Arianny Tomas: The Mariátegui School also provides technical training. We arrange workshops for the associated producers on the technical aspects of production – for example, about how to care for coffee seedlings – while also teaching about electrical circuitry and alternatives to chemical pesticides.
Furthermore, the political education we get here is not limited to what we learn in the classroom: collective work Mondays also contribute. There we learn from each other, overcome contradictions, and develop together.
Promoting Chavez’s Revolutionary Project
Beyond its immediate locality, the Che Guevara commune works for a broad reorganization of Venezuela society. For this reason, they have become enthusiastic members of the Communard Union.
Felipe Vanegaz Quintero: We are part of the Communard Union, a space where communal initiatives around the country are coming together in a nationwide movement committed to Chávez’s communal socialism.
However, the Communard Union is still under construction and there are diverse interpretations inside the movement. Among comrades in the Union, there are different understandings of the organization’s raison d’etre. Some may have a romantic conception, dreaming of building a powerful network of communes, whereas others have a more pragmatic conception of the project. In short, today the Communard Union comprises different experiences, different needs, and different approaches, but that is also one of its strengths. For us, the Communard Union is an important project.

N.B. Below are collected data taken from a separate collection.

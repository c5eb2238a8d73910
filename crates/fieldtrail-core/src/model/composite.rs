use serde::{Deserialize, Serialize};

use super::value::Composite;

/// Country selection stored as an ISO code plus its display name
///
/// Registered by `SerializerRegistry::with_defaults()`; serializes to
/// `{"code": .., "name": ..}`.
#[derive(Debug, Clone, PartialEq, Eq, Serialize, Deserialize)]
pub struct Country {
    pub code: String,
    pub name: String,
}

impl Country {
    pub fn new(code: impl Into<String>, name: impl Into<String>) -> Self {
        Self {
            code: code.into(),
            name: name.into(),
        }
    }
}

impl Composite for Country {
    const KIND: &'static str = "country";
}
//! Core types shared across fieldtrail facilities
//!
//! This crate provides foundational types used by the change-tracking
//! engine, its logging facility and its command-line front end:
//!
//! - **Correlation types**: MutationId, ActorId
//! - **Sensitive data**: Sensitive<T> marker for automatic redaction
//! - **Schema constants**: Canonical log field keys and event names

pub mod correlation;
pub mod schema;
pub mod sensitive;

pub use correlation::{ActorId, MutationId};
pub use sensitive::Sensitive;
#![allow(clippy::unwrap_used, clippy::expect_used)]

mod common;

use common::{actor, new_tracker, save, UserProfile};
use fieldtrail_core::types::schema::SETTING_CHANGED_EVENT_NAME;
use fieldtrail_core::{Country, TrackedEntity};
use serde_json::json;

fn profile() -> UserProfile {
    UserProfile::new(7, 3, "Ada Lovelace")
}

#[test]
fn test_save_without_changes_emits_nothing() {
    let (tracker, sink) = new_tracker();
    let mut profile = profile();

    let events = save(&tracker, &mut profile, |_| {});

    assert!(events.is_empty());
    assert!(sink.is_empty());
}

#[test]
fn test_single_field_change() {
    let (tracker, sink) = new_tracker();
    let mut profile = profile();

    save(&tracker, &mut profile, |p| p.year_of_birth = Some(1815));

    let events = sink.events();
    assert_eq!(events.len(), 1);
    let event = &events[0];
    assert_eq!(event.event_name, SETTING_CHANGED_EVENT_NAME);
    assert_eq!(event.table, "auth_userprofile");
    assert_eq!(event.setting, "year_of_birth");
    assert_eq!(event.old_value, json!(null));
    assert_eq!(event.new_value, json!(1815));
    assert_eq!(event.user_id, actor());

    assert!(!tracker.snapshots().is_tracking(&profile.entity_key()));
}

#[test]
fn test_multiple_fields_emit_in_declaration_order() {
    let (tracker, sink) = new_tracker();
    let mut profile = profile();

    save(&tracker, &mut profile, |p| {
        p.bio = Some("Analyst".to_string());
        p.gender = Some("f".to_string());
    });

    let settings: Vec<_> = sink.events().into_iter().map(|e| e.setting).collect();
    assert_eq!(settings, vec!["gender", "bio"]);
}

#[test]
fn test_unicode_value() {
    let (tracker, sink) = new_tracker();
    let mut profile = profile();

    save(&tracker, &mut profile, |p| p.name = "Dånîél".to_string());

    let events = sink.events_for("name");
    assert_eq!(events.len(), 1);
    assert_eq!(events[0].old_value, json!("Ada Lovelace"));
    assert_eq!(events[0].new_value, json!("Dånîél"));
}

#[test]
fn test_country_composite() {
    let (tracker, sink) = new_tracker();
    let mut profile = profile();

    save(&tracker, &mut profile, |p| p.country = Some(Country::new("AL", "Albania")));

    let events = sink.events_for("country");
    assert_eq!(events.len(), 1);
    assert_eq!(events[0].old_value, json!(null));
    assert_eq!(events[0].new_value, json!({"code": "AL", "name": "Albania"}));
}

#[test]
fn test_same_country_is_not_a_change() {
    let (tracker, sink) = new_tracker();
    let mut profile = profile();
    profile.country = Some(Country::new("AL", "Albania"));

    save(&tracker, &mut profile, |p| p.country = Some(Country::new("AL", "Albania")));

    assert!(sink.is_empty());
}

#[test]
fn test_excluded_field_is_ignored() {
    let (tracker, sink) = new_tracker();
    let mut profile = profile();

    save(&tracker, &mut profile, |p| p.meta = json!({"learning": ["rust"]}));

    assert!(sink.is_empty());
}

#[test]
fn test_excluded_change_alongside_reported_change() {
    let (tracker, sink) = new_tracker();
    let mut profile = profile();

    save(&tracker, &mut profile, |p| {
        p.meta = json!({"seen": true});
        p.bio = Some("hello".to_string());
    });

    let settings: Vec<_> = sink.events().into_iter().map(|e| e.setting).collect();
    assert_eq!(settings, vec!["bio"]);
}

#[test]
fn test_successive_saves_diff_against_latest_commit() {
    let (tracker, sink) = new_tracker();
    let mut profile = profile();

    save(&tracker, &mut profile, |p| p.year_of_birth = Some(1815));
    save(&tracker, &mut profile, |p| p.year_of_birth = Some(1816));

    let events = sink.events_for("year_of_birth");
    assert_eq!(events.len(), 2);
    assert_eq!(events[1].old_value, json!(1815));
    assert_eq!(events[1].new_value, json!(1816));
}
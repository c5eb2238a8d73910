//! FieldTrail CLI
//!
//! Command-line interface for validating tracking configs and replaying
//! mutation scripts through the change tracker

use clap::{Parser, Subcommand, ValueEnum};
use fieldtrail_core::logging_facility::{init, Profile};

mod commands;

#[derive(Debug, Parser)]
#[command(name = "fieldtrail")]
#[command(about = "FieldTrail - field-level change tracking", long_about = None)]
struct Cli {
    /// Log output format (logs go to stderr)
    #[arg(long, value_enum, global = true, default_value_t = LogFormat::Dev)]
    log_format: LogFormat,

    #[command(subcommand)]
    command: Commands,
}

#[derive(Debug, Clone, Copy, PartialEq, Eq, ValueEnum)]
enum LogFormat {
    Dev,
    Prod,
}

#[derive(Debug, Subcommand)]
enum Commands {
    /// Validate a tracking config against the built-in serializers
    Check(commands::check::CheckArgs),
    /// Replay a JSON mutation script and print the emitted events
    Replay(commands::replay::ReplayArgs),
}

fn main() {
    let cli = Cli::parse();

    init(match cli.log_format {
        LogFormat::Dev => Profile::Development,
        LogFormat::Prod => Profile::Production,
    });

    let result = match cli.command {
        Commands::Check(args) => commands::check::execute(args),
        Commands::Replay(args) => commands::replay::execute(args),
    };

    if let Err(e) = result {
        eprintln!("Error: {}", e);
        std::process::exit(1);
    }
}
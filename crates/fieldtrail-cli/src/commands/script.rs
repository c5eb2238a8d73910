//! Replay script format
//!
//! ```json
//! {
//!   "actor": "42",
//!   "records": [
//!     { "kind": "user", "id": "1", "fields": { "username": "ada" } }
//!   ],
//!   "mutations": [
//!     { "kind": "user", "id": "1", "set": { "email": "foo@bar.com" }, "unset": ["bio"] }
//!   ]
//! }
//! ```
//!
//! Field values are plain JSON decoded by the field's declared kind. `unset`
//! sets a field back to null.

use std::collections::BTreeMap;

use chrono::{DateTime, Utc};
use serde::Deserialize;
use serde_json::Value;

use fieldtrail_core::{Country, EntityPolicy, FieldKind, FieldValue, Record};

#[derive(Debug, Deserialize)]
#[serde(deny_unknown_fields)]
pub struct Script {
    pub actor: String,
    #[serde(default)]
    pub records: Vec<ScriptRecord>,
    #[serde(default)]
    pub mutations: Vec<ScriptMutation>,
}

#[derive(Debug, Deserialize)]
#[serde(deny_unknown_fields)]
pub struct ScriptRecord {
    pub kind: String,
    pub id: String,
    #[serde(default)]
    pub fields: BTreeMap<String, Value>,
}

#[derive(Debug, Deserialize)]
#[serde(deny_unknown_fields)]
pub struct ScriptMutation {
    pub kind: String,
    pub id: String,
    /// Overrides the script-level actor
    #[serde(default)]
    pub actor: Option<String>,
    #[serde(default)]
    pub set: BTreeMap<String, Value>,
    #[serde(default)]
    pub unset: Vec<String>,
    /// Simulate a failed mutation; the record is left untouched
    #[serde(default)]
    pub fail: Option<String>,
}

/// Decode one JSON value as a field of the given declared kind
pub fn decode_value(kind: &FieldKind, value: &Value) -> Result<FieldValue, String> {
    if value.is_null() {
        return Ok(FieldValue::Null);
    }

    let mismatch = || format!("expected {} value, got {}", kind, value);
    match kind {
        FieldKind::Bool => value.as_bool().map(FieldValue::Bool).ok_or_else(mismatch),
        FieldKind::Integer => value.as_i64().map(FieldValue::Integer).ok_or_else(mismatch),
        FieldKind::Float => value.as_f64().map(FieldValue::Float).ok_or_else(mismatch),
        FieldKind::Text => value.as_str().map(FieldValue::text).ok_or_else(mismatch),
        FieldKind::Timestamp => {
            let text = value.as_str().ok_or_else(mismatch)?;
            DateTime::parse_from_rfc3339(text)
                .map(|ts| FieldValue::Timestamp(ts.with_timezone(&Utc)))
                .map_err(|e| format!("invalid timestamp '{}': {}", text, e))
        }
        FieldKind::Json => Ok(FieldValue::Json(value.clone())),
        FieldKind::Relation => {
            let items = value.as_array().ok_or_else(mismatch)?;
            items
                .iter()
                .map(|item| match item {
                    Value::String(id) => Ok(id.clone()),
                    Value::Number(id) => Ok(id.to_string()),
                    _ => Err(mismatch()),
                })
                .collect::<Result<Vec<_>, _>>()
                .map(FieldValue::Related)
        }
        FieldKind::Composite(name) if name == "country" => serde_json::from_value::<Country>(value.clone())
            .map(FieldValue::composite)
            .map_err(|e| format!("invalid country: {}", e)),
        FieldKind::Composite(name) => Err(format!("composite kind '{}' cannot be scripted", name)),
    }
}

fn declared_kind<'a>(policy: &'a EntityPolicy, field: &str) -> Result<&'a FieldKind, String> {
    policy
        .declared_kind(field)
        .ok_or_else(|| format!("field {}.{} is not declared", policy.kind(), field))
}

/// Build a record holding every declared field in declaration order
///
/// Fields the script leaves out are stored as null, so each record of a kind
/// has the same fixed field set.
pub fn build_record(policy: &EntityPolicy, record: &ScriptRecord) -> Result<Record, String> {
    if let Some(field) = record.fields.keys().find(|name| !policy.schema().declares(name)) {
        return Err(format!("field {}.{} is not declared", record.kind, field));
    }

    let mut built = Record::new(&record.kind, &record.id);
    for def in policy.schema().fields() {
        let decoded = match record.fields.get(&def.name) {
            Some(value) => {
                decode_value(&def.kind, value).map_err(|e| format!("{}.{}: {}", record.kind, def.name, e))?
            }
            None => FieldValue::Null,
        };
        built.set(&def.name, decoded);
    }
    Ok(built)
}

/// Decode the `set` half of a mutation into (field, value) pairs, in
/// declaration order
pub fn decode_assignments(
    policy: &EntityPolicy,
    mutation: &ScriptMutation,
) -> Result<Vec<(String, FieldValue)>, String> {
    for field in mutation.set.keys() {
        declared_kind(policy, field)?;
    }

    policy
        .schema()
        .fields()
        .iter()
        .filter_map(|def| mutation.set.get(&def.name).map(|value| (def, value)))
        .map(|(def, value)| {
            let decoded =
                decode_value(&def.kind, value).map_err(|e| format!("{}.{}: {}", mutation.kind, def.name, e))?;
            Ok((def.name.clone(), decoded))
        })
        .collect()
}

Ernesto Cruz: Chávez said that the way to overcome capitalism is through the commune. Today, however, it often seems as if the state has lost sight of the communal project. This is a real problem, but we should also be self-critical: those of us within the Bolivarian process sometimes thought that this revolution would have access to oil resources forever. That was a miscalculation, and we are now trying to find our feet.
This doesn’t mean that Chávez’s communal proposal was mistaken. Quite the contrary: we have to generate conditions to develop and diversify, and past experience shows that the commune is actually the way to do it. Of course, just as capitalist enterprises get support from banks and public institutions, communal initiatives also need support to thrive. From our side, we need to focus on technical training and plan strategically.
When we think about the role of the commune in constructing a new hegemony, it is important that we have been able to be self-sufficient to a large extent. Our EPS is producing chocolate and Colimir is producing coffee – all that helps people not become demoralized.
From below, we need to promote the communal project through our example, but the government should truly support communal initiatives and must promote the communal path to socialism as something viable. Communes are not marginal initiatives, they are projects with the potential to transform society!
Felipe Vanegaz Quintero: We have a double strategy: to industrialize coffee production and to promote Chávez’s revolutionary project in the Mesa Julia area and beyond. In other words, we want to industrialize and socialize production. It is not only about distributing wealth but also generating it. Poverty is well-distributed in the world, and that’s not what we want to promote!
(Cira Pascual Marquina is Political Science Professor at the Universidad de Bolivariana de Venezuela in Caracas. Chris Gilbert teaches Marxist political economy at the Universidad Bolivariana de Venezuela. Article courtesy: Venezuelanalysis.com, an independent website produced by individuals who are dedicated to disseminating news and analysis about the current political situation in Venezuela.)